● Your task:
Your answer must contain each line of the data, copied exactly.

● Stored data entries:
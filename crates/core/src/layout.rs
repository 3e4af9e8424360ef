//! Slide layout planning.
//!
//! Turns a note's chunks into slide descriptors, and holds the fixed slide
//! geometry every output slide shares.

use crate::color::{ColorAssigner, Rgb};
use crate::types::{Chunk, PageIndicator, SlideDescriptor, TextRun};
use serde::{Deserialize, Serialize};

/// English Metric Units per centimetre.
pub const EMU_PER_CM: f64 = 360_000.0;

/// EMU per typographic point.
pub const EMU_PER_PT: i64 = 12_700;

/// Convert centimetres to EMU.
pub fn cm_to_emu(cm: f64) -> i64 {
    (cm * EMU_PER_CM).round() as i64
}

/// A rectangle positioned on the slide, in centimetres.
#[derive(Debug, Clone, Copy, PartialEq, Serialize, Deserialize)]
pub struct Rect {
    pub left: f64,
    pub top: f64,
    pub width: f64,
    pub height: f64,
}

impl Rect {
    pub const fn new(left: f64, top: f64, width: f64, height: f64) -> Self {
        Self {
            left,
            top,
            width,
            height,
        }
    }

    /// (x, y, cx, cy) in EMU.
    pub fn emu(&self) -> (i64, i64, i64, i64) {
        (
            cm_to_emu(self.left),
            cm_to_emu(self.top),
            cm_to_emu(self.width),
            cm_to_emu(self.height),
        )
    }
}

/// Font settings for a text box.
#[derive(Debug, Clone, PartialEq, Serialize, Deserialize)]
pub struct FontStyle {
    pub typeface: String,
    pub size_pt: u32,
    pub bold: bool,
}

/// Fixed look of every generated slide.
#[derive(Debug, Clone, PartialEq, Serialize, Deserialize)]
pub struct SlideStyle {
    /// Slide width in centimetres (16:9).
    pub slide_width: f64,
    /// Slide height in centimetres.
    pub slide_height: f64,
    pub background: Rgb,

    /// Transcript text box, clear of the frame in the lower right.
    pub text_box: Rect,
    pub text_font: FontStyle,

    /// Decorative frame in the lower right corner.
    pub frame: Rect,
    pub frame_fill: Rgb,
    pub frame_line: Rgb,
    pub frame_line_pt: u32,

    /// Page indicator box, only drawn for notes that span several slides.
    pub page_box: Rect,
    pub page_font: FontStyle,
    pub page_color: Rgb,
}

impl Default for SlideStyle {
    fn default() -> Self {
        let meiryo = |size_pt| FontStyle {
            typeface: "メイリオ".to_string(),
            size_pt,
            bold: true,
        };

        Self {
            slide_width: 33.867,
            slide_height: 19.05,
            background: Rgb::BLACK,
            text_box: Rect::new(0.79, 0.80, 25.2, 15.6),
            text_font: meiryo(40),
            frame: Rect::new(25.87, 14.55, 8.0, 4.5),
            frame_fill: Rgb(0xF0, 0xF0, 0xF0),
            frame_line: Rgb(0x64, 0x64, 0x64),
            frame_line_pt: 2,
            page_box: Rect::new(21.94, 16.93, 4.0, 1.5),
            page_font: meiryo(32),
            page_color: Rgb(0x00, 0x9D, 0xFF),
        }
    }
}

/// Display text of one fragment: `《name》` prefix when a speaker is set.
fn run_text(speaker: Option<&str>, text: &str) -> String {
    match speaker {
        Some(name) if !name.is_empty() => format!("《{}》{}", name, text),
        _ => text.to_string(),
    }
}

/// Plans one slide per chunk.
#[derive(Debug, Clone, Default)]
pub struct LayoutPlanner;

impl LayoutPlanner {
    pub fn new() -> Self {
        Self
    }

    /// Plan the slides of one note.
    ///
    /// Colors come from `colors`, which must be the assigner shared by every
    /// note of the same conversion.
    pub fn plan_note(&self, chunks: &[Chunk], colors: &mut ColorAssigner) -> Vec<SlideDescriptor> {
        let total = chunks.len();

        chunks
            .iter()
            .enumerate()
            .map(|(i, chunk)| {
                let index = i + 1;
                let runs = chunk
                    .fragments
                    .iter()
                    .map(|fragment| {
                        let speaker = fragment.speaker.as_deref();
                        TextRun {
                            text: run_text(speaker, &fragment.text),
                            color: colors.color_for(speaker),
                        }
                    })
                    .collect();

                SlideDescriptor {
                    index,
                    total,
                    runs,
                    page: (total > 1).then_some(PageIndicator { index, total }),
                }
            })
            .collect()
    }
}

● Response box:
filename crates/core/src/layout.rs
repository 3e4af9e8424360ef
//! Slide layout planning.
//!
//! Turns a note's chunks into slide descriptors, and holds the fixed slide
//! geometry every output slide shares.

use crate::color::{ColorAssigner, Rgb};
use crate::types::{Chunk, PageIndicator, SlideDescriptor, TextRun};
use serde::{Deserialize, Serialize};

/// English Metric Units per centimetre.
pub const EMU_PER_CM: f64 = 360_000.0;

/// EMU per typographic point.
pub const EMU_PER_PT: i64 = 12_700;

/// Convert centimetres to EMU.
pub fn cm_to_emu(cm: f64) -> i64 {
    (cm * EMU_PER_CM).round() as i64
}

/// A rectangle positioned on the slide, in centimetres.
#[derive(Debug, Clone, Copy, PartialEq, Serialize, Deserialize)]
pub struct Rect {
    pub left: f64,
    pub top: f64,
    pub width: f64,
    pub height: f64,
}

impl Rect {
    pub const fn new(left: f64, top: f64, width: f64, height: f64) -> Self {
        Self {
            left,
            top,
            width,
            height,
        }
    }

    /// (x, y, cx, cy) in EMU.
    pub fn emu(&self) -> (i64, i64, i64, i64) {
        (
            cm_to_emu(self.left),
            cm_to_emu(self.top),
            cm_to_emu(self.width),
            cm_to_emu(self.height),
        )
    }
}

/// Font settings for a text box.
#[derive(Debug, Clone, PartialEq, Serialize, Deserialize)]
pub struct FontStyle {
    pub typeface: String,
    pub size_pt: u32,
    pub bold: bool,
}

/// Fixed look of every generated slide.
#[derive(Debug, Clone, PartialEq, Serialize, Deserialize)]
pub struct SlideStyle {
    /// Slide width in centimetres (16:9).
    pub slide_width: f64,
    /// Slide height in centimetres.
    pub slide_height: f64,
    pub background: Rgb,

    /// Transcript text box, clear of the frame in the lower right.
    pub text_box: Rect,
    pub text_font: FontStyle,

    /// Decorative frame in the lower right corner.
    pub frame: Rect,
    pub frame_fill: Rgb,
    pub frame_line: Rgb,
    pub frame_line_pt: u32,

    /// Page indicator box, only drawn for notes that span several slides.
    pub page_box: Rect,
    pub page_font: FontStyle,
    pub page_color: Rgb,
}

impl Default for SlideStyle {
    fn default() -> Self {
        let meiryo = |size_pt| FontStyle {
            typeface: "メイリオ".to_string(),
            size_pt,
            bold: true,
        };

        Self {
            slide_width: 33.867,
            slide_height: 19.05,
            background: Rgb::BLACK,
            text_box: Rect::new(0.79, 0.80, 25.2, 15.6),
            text_font: meiryo(40),
            frame: Rect::new(25.87, 14.55, 8.0, 4.5),
            frame_fill: Rgb(0xF0, 0xF0, 0xF0),
            frame_line: Rgb(0x64, 0x64, 0x64),
            frame_line_pt: 2,
            page_box: Rect::new(21.94, 16.93, 4.0, 1.5),
            page_font: meiryo(32),
            page_color: Rgb(0x00, 0x9D, 0xFF),
        }
    }
}

/// Display text of one fragment: `《name》` prefix when a speaker is set.
fn run_text(speaker: Option<&str>, text: &str) -> String {
    match speaker {
        Some(name) if !name.is_empty() => format!("《{}》{}", name, text),
        _ => text.to_string(),
    }
}

/// Plans one slide per chunk.
#[derive(Debug, Clone, Default)]
pub struct LayoutPlanner;

impl LayoutPlanner {
    pub fn new() -> Self {
        Self
    }

    /// Plan the slides of one note.
    ///
    /// Colors come from `colors`, which must be the assigner shared by every
    /// note of the same conversion.
    pub fn plan_note(&self, chunks: &[Chunk], colors: &mut ColorAssigner) -> Vec<SlideDescriptor> {
        let total = chunks.len();

        chunks
            .iter()
            .enumerate()
            .map(|(i, chunk)| {
                let index = i + 1;
                let runs = chunk
                    .fragments
                    .iter()
                    .map(|fragment| {
                        let speaker = fragment.speaker.as_deref();
                        TextRun {
                            text: run_text(speaker, &fragment.text),
                            color: colors.color_for(speaker),
                        }
                    })
                    .collect();

                SlideDescriptor {
                    index,
                    total,
                    runs,
                    page: (total > 1).then_some(PageIndicator { index, total }),
                }
            })
            .collect()
    }
}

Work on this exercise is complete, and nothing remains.